What is being asked: Restate the entries below word for word, omitting nothing.

Stored data:
──────────────────────────────

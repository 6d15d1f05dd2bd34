//! Command-line argument parsing for the starforge binary.

use std::path::PathBuf;

use clap::Parser;

use crate::Config;

/// starforge command-line arguments.
///
/// Category flags select what to generate (nothing selected means `--all`).
/// The remaining values override settings loaded from `config.ron`.
#[derive(Parser, Debug, Default, Clone, PartialEq)]
#[command(name = "starforge", about = "Procedural celestial-body sprite sheets")]
pub struct CliArgs {
    /// Generate stars.
    #[arg(long)]
    pub stars: bool,

    /// Generate planets; optionally only these comma-separated types
    /// (e.g. `terran,desert,saturnian`).
    #[arg(long, num_args = 0.., value_delimiter = ',')]
    pub planets: Option<Vec<String>>,

    /// Generate gas giants.
    #[arg(long)]
    pub gas_giants: bool,

    /// Generate moons.
    #[arg(long)]
    pub moons: bool,

    /// Generate asteroids.
    #[arg(long)]
    pub asteroids: bool,

    /// Generate black holes.
    #[arg(long)]
    pub black_holes: bool,

    /// Generate every body kind.
    #[arg(long)]
    pub all: bool,

    /// Variants per body kind (0 = all).
    #[arg(long)]
    pub variants: Option<u32>,

    /// Sheets per variant.
    #[arg(long)]
    pub count: Option<u32>,

    /// Base seed for the batch.
    #[arg(long)]
    pub seed: Option<u64>,

    /// Worker threads (0 = one per CPU).
    #[arg(long)]
    pub jobs: Option<usize>,

    /// Output directory.
    #[arg(long)]
    pub out: Option<PathBuf>,

    /// Regenerate sheets that already exist in the manifest.
    #[arg(long)]
    pub force: bool,

    /// Animation frames per sheet, for every kind.
    #[arg(long)]
    pub frames: Option<u32>,

    /// Log level (error, warn, info, debug, trace).
    #[arg(long)]
    pub log_level: Option<String>,

    /// Path to config directory (overrides default location).
    #[arg(long)]
    pub config: Option<PathBuf>,
}

impl CliArgs {
    /// Returns `true` if any category flag was given.
    pub fn has_selection(&self) -> bool {
        self.all
            || self.stars
            || self.planets.is_some()
            || self.gas_giants
            || self.moons
            || self.asteroids
            || self.black_holes
    }
}

impl Config {
    /// Apply CLI overrides to a loaded config.
    pub fn apply_cli_overrides(&mut self, args: &CliArgs) {
        if let Some(variants) = args.variants {
            self.batch.variants_per_type = variants;
        }
        if let Some(count) = args.count {
            self.batch.sprites_per_variant = count;
        }
        if let Some(seed) = args.seed {
            self.batch.base_seed = seed;
        }
        if let Some(jobs) = args.jobs {
            self.batch.jobs = jobs;
        }
        if let Some(ref out) = args.out {
            self.output.directory = out.clone();
        }
        if let Some(frames) = args.frames {
            for size in self.sprites.iter_mut() {
                size.frame_count = frames;
            }
        }
        if let Some(ref level) = args.log_level {
            self.debug.log_level = level.clone();
        }
    }
}

#[cfg(test)]
mod tests {
    use super::*;

    #[test]
    fn test_cli_override() {
        let mut config = Config::default();
        let args = CliArgs {
            seed: Some(7),
            out: Some(PathBuf::from("build/sprites")),
            frames: Some(12),
            ..CliArgs::default()
        };
        config.apply_cli_overrides(&args);
        assert_eq!(config.batch.base_seed, 7);
        assert_eq!(config.output.directory, PathBuf::from("build/sprites"));
        assert_eq!(config.sprites.moon.frame_count, 12);
        assert_eq!(config.sprites.asteroid.frame_count, 12);
        // Non-overridden fields retain defaults
        assert_eq!(config.batch.sprites_per_variant, 1);
        assert_eq!(config.sprites.moon.frame_size, 96);
    }

    #[test]
    fn test_cli_no_override() {
        let original = Config::default();
        let mut config = Config::default();
        config.apply_cli_overrides(&CliArgs::default());
        assert_eq!(config, original);
    }

    #[test]
    fn test_parse_category_flags() {
        let args = CliArgs::parse_from(["starforge", "--stars", "--moons", "--seed", "3"]);
        assert!(args.stars && args.moons);
        assert!(!args.all);
        assert_eq!(args.seed, Some(3));
        assert!(args.has_selection());
    }

    #[test]
    fn test_parse_planet_list() {
        let args = CliArgs::parse_from(["starforge", "--planets", "terran,saturnian"]);
        assert_eq!(
            args.planets,
            Some(vec!["terran".to_string(), "saturnian".to_string()])
        );

        let args = CliArgs::parse_from(["starforge", "--planets", "--force"]);
        assert_eq!(args.planets, Some(Vec::new()));
        assert!(args.force);
    }

    #[test]
    fn test_no_flags_selects_nothing() {
        let args = CliArgs::parse_from(["starforge"]);
        assert!(!args.has_selection());
    }
}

──────────────────────────────

Worked solution:
repository 6d15d1f05dd2bd34
//! Command-line argument parsing for the starforge binary.

use std::path::PathBuf;

use clap::Parser;

use crate::Config;

/// starforge command-line arguments.
///
/// Category flags select what to generate (nothing selected means `--all`).
/// The remaining values override settings loaded from `config.ron`.
#[derive(Parser, Debug, Default, Clone, PartialEq)]
#[command(name = "starforge", about = "Procedural celestial-body sprite sheets")]
pub struct CliArgs {
    /// Generate stars.
    #[arg(long)]
    pub stars: bool,

    /// Generate planets; optionally only these comma-separated types
    /// (e.g. `terran,desert,saturnian`).
    #[arg(long, num_args = 0.., value_delimiter = ',')]
    pub planets: Option<Vec<String>>,

    /// Generate gas giants.
    #[arg(long)]
    pub gas_giants: bool,

    /// Generate moons.
    #[arg(long)]
    pub moons: bool,

    /// Generate asteroids.
    #[arg(long)]
    pub asteroids: bool,

    /// Generate black holes.
    #[arg(long)]
    pub black_holes: bool,

    /// Generate every body kind.
    #[arg(long)]
    pub all: bool,

    /// Variants per body kind (0 = all).
    #[arg(long)]
    pub variants: Option<u32>,

    /// Sheets per variant.
    #[arg(long)]
    pub count: Option<u32>,

    /// Base seed for the batch.
    #[arg(long)]
    pub seed: Option<u64>,

    /// Worker threads (0 = one per CPU).
    #[arg(long)]
    pub jobs: Option<usize>,

    /// Output directory.
    #[arg(long)]
    pub out: Option<PathBuf>,

    /// Regenerate sheets that already exist in the manifest.
    #[arg(long)]
    pub force: bool,

    /// Animation frames per sheet, for every kind.
    #[arg(long)]
    pub frames: Option<u32>,

    /// Log level (error, warn, info, debug, trace).
    #[arg(long)]
    pub log_level: Option<String>,

    /// Path to config directory (overrides default location).
    #[arg(long)]
    pub config: Option<PathBuf>,
}

impl CliArgs {
    /// Returns `true` if any category flag was given.
    pub fn has_selection(&self) -> bool {
        self.all
            || self.stars
            || self.planets.is_some()
            || self.gas_giants
            || self.moons
            || self.asteroids
            || self.black_holes
    }
}

impl Config {
    /// Apply CLI overrides to a loaded config.
    pub fn apply_cli_overrides(&mut self, args: &CliArgs) {
        if let Some(variants) = args.variants {
            self.batch.variants_per_type = variants;
        }
        if let Some(count) = args.count {
            self.batch.sprites_per_variant = count;
        }
        if let Some(seed) = args.seed {
            self.batch.base_seed = seed;
        }
        if let Some(jobs) = args.jobs {
            self.batch.jobs = jobs;
        }
        if let Some(ref out) = args.out {
            self.output.directory = out.clone();
        }
        if let Some(frames) = args.frames {
            for size in self.sprites.iter_mut() {
                size.frame_count = frames;
            }
        }
        if let Some(ref level) = args.log_level {
            self.debug.log_level = level.clone();
        }
    }
}

#[cfg(test)]
mod tests {
    use super::*;

    #[test]
    fn test_cli_override() {
        let mut config = Config::default();
        let args = CliArgs {
            seed: Some(7),
            out: Some(PathBuf::from("build/sprites")),
            frames: Some(12),
            ..CliArgs::default()
        };
        config.apply_cli_overrides(&args);
        assert_eq!(config.batch.base_seed, 7);
        assert_eq!(config.output.directory, PathBuf::from("build/sprites"));
        assert_eq!(config.sprites.moon.frame_count, 12);
        assert_eq!(config.sprites.asteroid.frame_count, 12);
        // Non-overridden fields retain defaults
        assert_eq!(config.batch.sprites_per_variant, 1);
        assert_eq!(config.sprites.moon.frame_size, 96);
    }

    #[test]
    fn test_cli_no_override() {
        let original = Config::default();
        let mut config = Config::default();
        config.apply_cli_overrides(&CliArgs::default());
        assert_eq!(config, original);
    }

    #[test]
    fn test_parse_category_flags() {
        let args = CliArgs::parse_from(["starforge", "--stars", "--moons", "--seed", "3"]);
        assert!(args.stars && args.moons);
        assert!(!args.all);
        assert_eq!(args.seed, Some(3));
        assert!(args.has_selection());
    }

    #[test]
    fn test_parse_planet_list() {
        let args = CliArgs::parse_from(["starforge", "--planets", "terran,saturnian"]);
        assert_eq!(
            args.planets,
            Some(vec!["terran".to_string(), "saturnian".to_string()])
        );

        let args = CliArgs::parse_from(["starforge", "--planets", "--force"]);
        assert_eq!(args.planets, Some(Vec::new()));
        assert!(args.force);
    }

    #[test]
    fn test_no_flags_selects_nothing() {
        let args = CliArgs::parse_from(["starforge"]);
        assert!(!args.has_selection());
    }
}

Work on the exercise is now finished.